В кухне под лестницей сидит гусыня-злюка. Когда я пробегаю, она шипит по-змеиному и изгибает шею – хочет меня уклюнуть. Скоро Пасха! Принесли из амбара «паука», круглую щетку на шестике, – обметать потолки для Пасхи. У Егорова в магазине сняли с окна коробки и поставили карусель с яичками. Я подолгу любуюсь ими: кружатся тихо-тихо, одно за другим, как сон. На золотых колечках, на алых ленточках. Сахарные, атласные…
В булочных – белые колпачки на окнах с буковками – X. В. Даже и наш Воронин, у которого «крысы в квашне ночуют», и тот выставил грязную картонку: «принимаются заказы на куличи и пасхи и греческие бабы»! Бабы?.. И почему-то греческие! Василь-Василич принес целое ведро живой рыбы – пескариков, налимов, – сам наловил наметкой. Отец на реке с народом. Как-то пришел веселый, поднял меня за плечи до соловьиной клетки и покачал.
– Ну, брат, прошла Москва-река наша. Плоты погнали!..
И покрутил за щечку.
Василь-Василич стоит в кабинете на порожке. На нем сапоги в грязи. Говорит хриплым голосом, глаза заплыли.

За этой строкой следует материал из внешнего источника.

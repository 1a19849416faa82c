//! Tenant-scoped erasure.
//!
//! Deletion is a two-phase protocol: `delete_start` mints a one-shot token
//! (15-minute TTL, SHA-256 at rest), `delete_confirm` checks the exact
//! confirmation string plus the token in constant time and creates a staged
//! erasure job. A lease-guarded step worker then walks the fixed table
//! order in 200-row batches until the project row itself is gone.

use chrono::{DateTime, Duration, Utc};
use clawlets_store::models::{DeletionJob, DeletionJobStatus, DeletionToken};
use serde::{Deserialize, Serialize};
use uuid::Uuid;

use crate::audit::{AuditEvent, DeleteStartData};
use crate::engine::Engine;
use crate::error::EngineError;
use crate::scheduler::ScheduledCall;
use crate::util::{constant_time_eq, random_token, sha256_hex};

/// Deletion tokens live this long.
pub const DELETION_TOKEN_TTL: Duration = Duration::minutes(15);

const STEP_LEASE: Duration = Duration::seconds(60);
const STEP_DELAY: std::time::Duration = std::time::Duration::from_millis(500);
const STAGE_BATCH: u64 = 200;

/// The fixed, ordered list of erasure stages. Dependency order: child rows
/// first, the project row second to last, then `done`.
#[derive(Debug, Clone, Copy, PartialEq, Eq, Serialize, Deserialize)]
#[serde(rename_all = "snake_case")]
pub enum ErasureStage {
    RunEvents,
    Runs,
    Providers,
    ProjectConfigs,
    Hosts,
    Gateways,
    SecretWiring,
    Jobs,
    CommandResultBlobs,
    CommandResults,
    RunnerTokens,
    Runners,
    ProjectCredentials,
    ProjectMembers,
    AuditLogs,
    ProjectPolicies,
    DeletionTokens,
    Project,
    Done,
}

impl ErasureStage {
    /// The stage after this one; `Done` is absorbing.
    #[must_use]
    pub const fn next(self) -> Self {
        match self {
            Self::RunEvents => Self::Runs,
            Self::Runs => Self::Providers,
            Self::Providers => Self::ProjectConfigs,
            Self::ProjectConfigs => Self::Hosts,
            Self::Hosts => Self::Gateways,
            Self::Gateways => Self::SecretWiring,
            Self::SecretWiring => Self::Jobs,
            Self::Jobs => Self::CommandResultBlobs,
            Self::CommandResultBlobs => Self::CommandResults,
            Self::CommandResults => Self::RunnerTokens,
            Self::RunnerTokens => Self::Runners,
            Self::Runners => Self::ProjectCredentials,
            Self::ProjectCredentials => Self::ProjectMembers,
            Self::ProjectMembers => Self::AuditLogs,
            Self::AuditLogs => Self::ProjectPolicies,
            Self::ProjectPolicies => Self::DeletionTokens,
            Self::DeletionTokens => Self::Project,
            Self::Project => Self::Done,
            Self::Done => Self::Done,
        }
    }
}

impl std::fmt::Display for ErasureStage {
    fn fmt(&self, f: &mut std::fmt::Formatter<'_>) -> std::fmt::Result {
        let s = match serde_json::to_value(self) {
            Ok(serde_json::Value::String(s)) => s,
            _ => "done".to_owned(),
        };
        write!(f, "{s}")
    }
}

impl std::str::FromStr for ErasureStage {
    type Err = String;

    fn from_str(s: &str) -> Result<Self, Self::Err> {
        serde_json::from_value(serde_json::Value::String(s.to_owned()))
            .map_err(|_| format!("unknown erasure stage: {s}"))
    }
}

/// Plaintext deletion token plus its deadline, returned exactly once.
#[derive(Debug, Clone)]
pub struct DeleteStartOutcome {
    pub token: String,
    pub expires_at: DateTime<Utc>,
}

impl Engine {
    /// Phase one: mint a deletion token for the project (admin only).
    ///
    /// Any previously issued tokens for the project are destroyed first.
    pub async fn delete_start(
        &self,
        principal: Option<&str>,
        project_id: Uuid,
    ) -> Result<DeleteStartOutcome, EngineError> {
        let access = self.require_project_admin(principal, project_id).await?;
        self.check_rate_limit(
            &format!("projects.delete:{}", access.principal),
            5,
            Duration::minutes(1),
        )
        .await?;

        self.store.delete_deletion_tokens(project_id).await?;

        let now = self.now();
        let plaintext = random_token();
        let expires_at = now + DELETION_TOKEN_TTL;
        self.store
            .insert_deletion_token(&DeletionToken {
                id: Uuid::new_v4(),
                project_id,
                token_hash: sha256_hex(plaintext.as_bytes()),
                expires_at,
                created_at: now,
            })
            .await?;

        self.append_audit(
            &access.principal,
            Some(project_id),
            AuditEvent::ProjectDeleteStart {
                data: DeleteStartData { expires_at },
            },
        )
        .await?;

        Ok(DeleteStartOutcome {
            token: plaintext,
            expires_at,
        })
    }

    /// Phase two: confirm with the exact string `delete <project name>` and
    /// the phase-one token, then create the staged erasure job.
    pub async fn delete_confirm(
        &self,
        principal: Option<&str>,
        project_id: Uuid,
        token: &str,
        confirmation: &str,
    ) -> Result<DeletionJob, EngineError> {
        let access = self.require_project_admin(principal, project_id).await?;
        self.check_rate_limit(
            &format!("projects.delete:{}", access.principal),
            5,
            Duration::minutes(1),
        )
        .await?;

        let expected = format!("delete {}", access.project.name);
        if confirmation.trim() != expected {
            return Err(EngineError::Conflict(
                "confirmation string does not match".to_owned(),
            ));
        }

        // Compare against every stored token without short-circuiting.
        let now = self.now();
        let presented_hash = sha256_hex(token.trim().as_bytes());
        let mut matched = false;
        for stored in self.store.list_deletion_tokens(project_id).await? {
            let usable = stored.expires_at > now;
            let equal = constant_time_eq(&presented_hash, &stored.token_hash);
            matched |= usable && equal;
        }
        if !matched {
            return Err(EngineError::Conflict(
                "invalid or expired deletion token".to_owned(),
            ));
        }

        if self.store.get_active_deletion_job(project_id).await?.is_some() {
            return Err(EngineError::Conflict(
                "project deletion already in progress".to_owned(),
            ));
        }

        let job = DeletionJob {
            id: Uuid::new_v4(),
            project_id,
            requested_by: access.principal.clone(),
            status: DeletionJobStatus::Pending,
            stage: ErasureStage::RunEvents.to_string(),
            processed: 0,
            lease_id: None,
            lease_expires_at: None,
            last_error: None,
            created_at: now,
            completed_at: None,
        };
        self.store.insert_deletion_job(&job).await?;
        self.store.delete_deletion_tokens(project_id).await?;

        self.append_audit(&access.principal, Some(project_id), AuditEvent::ProjectDeleteConfirm)
            .await?;
        self.scheduler.run_after(
            STEP_DELAY,
            ScheduledCall::ErasureStep {
                deletion_job_id: job.id,
            },
        );

        tracing::info!(project_id = %project_id, job_id = %job.id, "project erasure confirmed");
        Ok(job)
    }

    /// One lease-guarded erasure step: delete a batch of the current
    /// stage's rows, advance the stage when drained, reschedule until done.
    pub async fn run_deletion_job_step(&self, deletion_job_id: Uuid) -> Result<(), EngineError> {
        let Some(job) = self.store.get_deletion_job(deletion_job_id).await? else {
            return Ok(());
        };
        if job.status.is_terminal() {
            return Ok(());
        }
        let now = self.now();
        if job.lease_expires_at.is_some_and(|exp| exp > now) {
            // Another worker holds the step lease.
            return Ok(());
        }

        // Acquire and verify ownership by read-back.
        let token = random_token();
        let mut claimed = job;
        claimed.status = DeletionJobStatus::Running;
        claimed.lease_id = Some(token.clone());
        claimed.lease_expires_at = Some(now + STEP_LEASE);
        self.store.update_deletion_job(&claimed).await?;
        let Some(mut job) = self.store.get_deletion_job(deletion_job_id).await? else {
            return Ok(());
        };
        if job.lease_id.as_deref() != Some(token.as_str()) {
            return Ok(());
        }

        let stage: ErasureStage = match job.stage.parse() {
            Ok(stage) => stage,
            Err(message) => {
                return self.fail_deletion_job(job, &message).await;
            }
        };

        match self.delete_stage_batch(job.project_id, stage).await {
            Ok(deleted) => {
                let mut stage = stage;
                if deleted < STAGE_BATCH {
                    stage = stage.next();
                }
                let done = stage == ErasureStage::Done;
                job.processed += i64::try_from(deleted).unwrap_or(i64::MAX);
                job.stage = stage.to_string();
                job.status = if done {
                    DeletionJobStatus::Completed
                } else {
                    DeletionJobStatus::Pending
                };
                job.completed_at = done.then(|| self.now());
                job.lease_id = None;
                job.lease_expires_at = None;
                self.store.update_deletion_job(&job).await?;
                if done {
                    tracing::info!(job_id = %job.id, processed = job.processed, "project erasure completed");
                } else {
                    self.scheduler.run_after(
                        STEP_DELAY,
                        ScheduledCall::ErasureStep {
                            deletion_job_id: job.id,
                        },
                    );
                }
                Ok(())
            }
            Err(e) => {
                let message = e.to_string();
                self.fail_deletion_job(job, &message).await?;
                Err(e)
            }
        }
    }

    /// Erasure status, readable by project admins — or, once the project
    /// row is gone, by the principal that confirmed the deletion.
    pub async fn deletion_status(
        &self,
        principal: Option<&str>,
        project_id: Uuid,
    ) -> Result<DeletionJob, EngineError> {
        let job = self
            .store
            .get_latest_deletion_job(project_id)
            .await?
            .ok_or_else(|| EngineError::NotFound("no deletion job for project".to_owned()))?;

        if self.store.get_project(project_id).await?.is_some() {
            self.require_project_admin(principal, project_id).await?;
        } else {
            let principal = self.resolve_principal(principal)?;
            if !self.auth_disabled && job.requested_by != principal {
                return Err(EngineError::Forbidden(
                    "only the requester may read this deletion".to_owned(),
                ));
            }
        }
        Ok(job)
    }

    async fn fail_deletion_job(
        &self,
        mut job: DeletionJob,
        message: &str,
    ) -> Result<(), EngineError> {
        tracing::error!(job_id = %job.id, error = %message, "erasure step failed");
        job.status = DeletionJobStatus::Failed;
        job.last_error = Some(message.to_owned());
        job.lease_id = None;
        job.lease_expires_at = None;
        self.store.update_deletion_job(&job).await?;
        Ok(())
    }

    /// Delete up to one batch of the stage's rows for the project.
    async fn delete_stage_batch(
        &self,
        project_id: Uuid,
        stage: ErasureStage,
    ) -> Result<u64, EngineError> {
        let limit = STAGE_BATCH as u32;
        let deleted = match stage {
            ErasureStage::RunEvents => self.store.purge_run_events(project_id, limit).await?,
            ErasureStage::Runs => self.store.purge_runs(project_id, limit).await?,
            ErasureStage::Providers => self.store.purge_providers(project_id, limit).await?,
            // Setup drafts are pending configuration; they go with the
            // config stage so no project-scoped row survives erasure.
            ErasureStage::ProjectConfigs => {
                let configs = self.store.purge_project_configs(project_id, limit).await?;
                let remaining = u64::from(limit).saturating_sub(configs);
                let drafts = if remaining > 0 {
                    self.store
                        .purge_setup_drafts(project_id, remaining as u32)
                        .await?
                } else {
                    0
                };
                configs + drafts
            }
            ErasureStage::Hosts => self.store.purge_hosts(project_id, limit).await?,
            ErasureStage::Gateways => self.store.purge_gateways(project_id, limit).await?,
            ErasureStage::SecretWiring => {
                self.store.purge_secret_wiring(project_id, limit).await?
            }
            ErasureStage::Jobs => self.store.purge_jobs(project_id, limit).await?,
            ErasureStage::CommandResultBlobs => {
                let storage_ids = self
                    .store
                    .purge_command_result_blobs(project_id, limit)
                    .await?;
                for storage_id in &storage_ids {
                    self.delete_blob_best_effort(storage_id).await;
                }
                storage_ids.len() as u64
            }
            ErasureStage::CommandResults => {
                self.store.purge_command_results(project_id, limit).await?
            }
            ErasureStage::RunnerTokens => {
                self.store.purge_runner_tokens(project_id, limit).await?
            }
            ErasureStage::Runners => self.store.purge_runners(project_id, limit).await?,
            ErasureStage::ProjectCredentials => {
                self.store.purge_project_credentials(project_id, limit).await?
            }
            ErasureStage::ProjectMembers => self.store.purge_members(project_id, limit).await?,
            ErasureStage::AuditLogs => self.store.purge_audit_logs(project_id, limit).await?,
            ErasureStage::ProjectPolicies => {
                self.store.purge_policies(project_id, limit).await?
            }
            ErasureStage::DeletionTokens => {
                self.store.purge_deletion_tokens(project_id, limit).await?
            }
            ErasureStage::Project => u64::from(self.store.delete_project(project_id).await?),
            ErasureStage::Done => 0,
        };
        Ok(deleted)
    }
}

#[cfg(test)]
mod tests {
    use super::*;

    #[test]
    fn stage_order_ends_at_project_then_done() {
        let mut stage = ErasureStage::RunEvents;
        let mut seen = vec![stage];
        while stage != ErasureStage::Done {
            stage = stage.next();
            seen.push(stage);
        }
        assert_eq!(seen.len(), 19);
        assert_eq!(seen[seen.len() - 2], ErasureStage::Project);
        assert_eq!(ErasureStage::Done.next(), ErasureStage::Done);
    }

    #[test]
    fn stage_names_roundtrip() {
        let stage = ErasureStage::CommandResultBlobs;
        let name = stage.to_string();
        assert_eq!(name, "command_result_blobs");
        assert_eq!(name.parse::<ErasureStage>().unwrap(), stage);
        assert!("bogus".parse::<ErasureStage>().is_err());
    }
}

– Будь-п-коины-с, подчаливаем… к Пасхе под Симоновом будут. Сейчас прямо из…
– Из кабака? Вижу.
– Никак нет-с, из этого… из-под Звенигорода, пять ден на воде. Тридцать гонок березняку, двадцать сосны и елки, на крылах летят-с!.. И барки с лесом, и… А у Паленова семнадцать гонок вдрызг расколотило, вроссыпь! А при моем глазе… у меня робята природные, жиздринцы!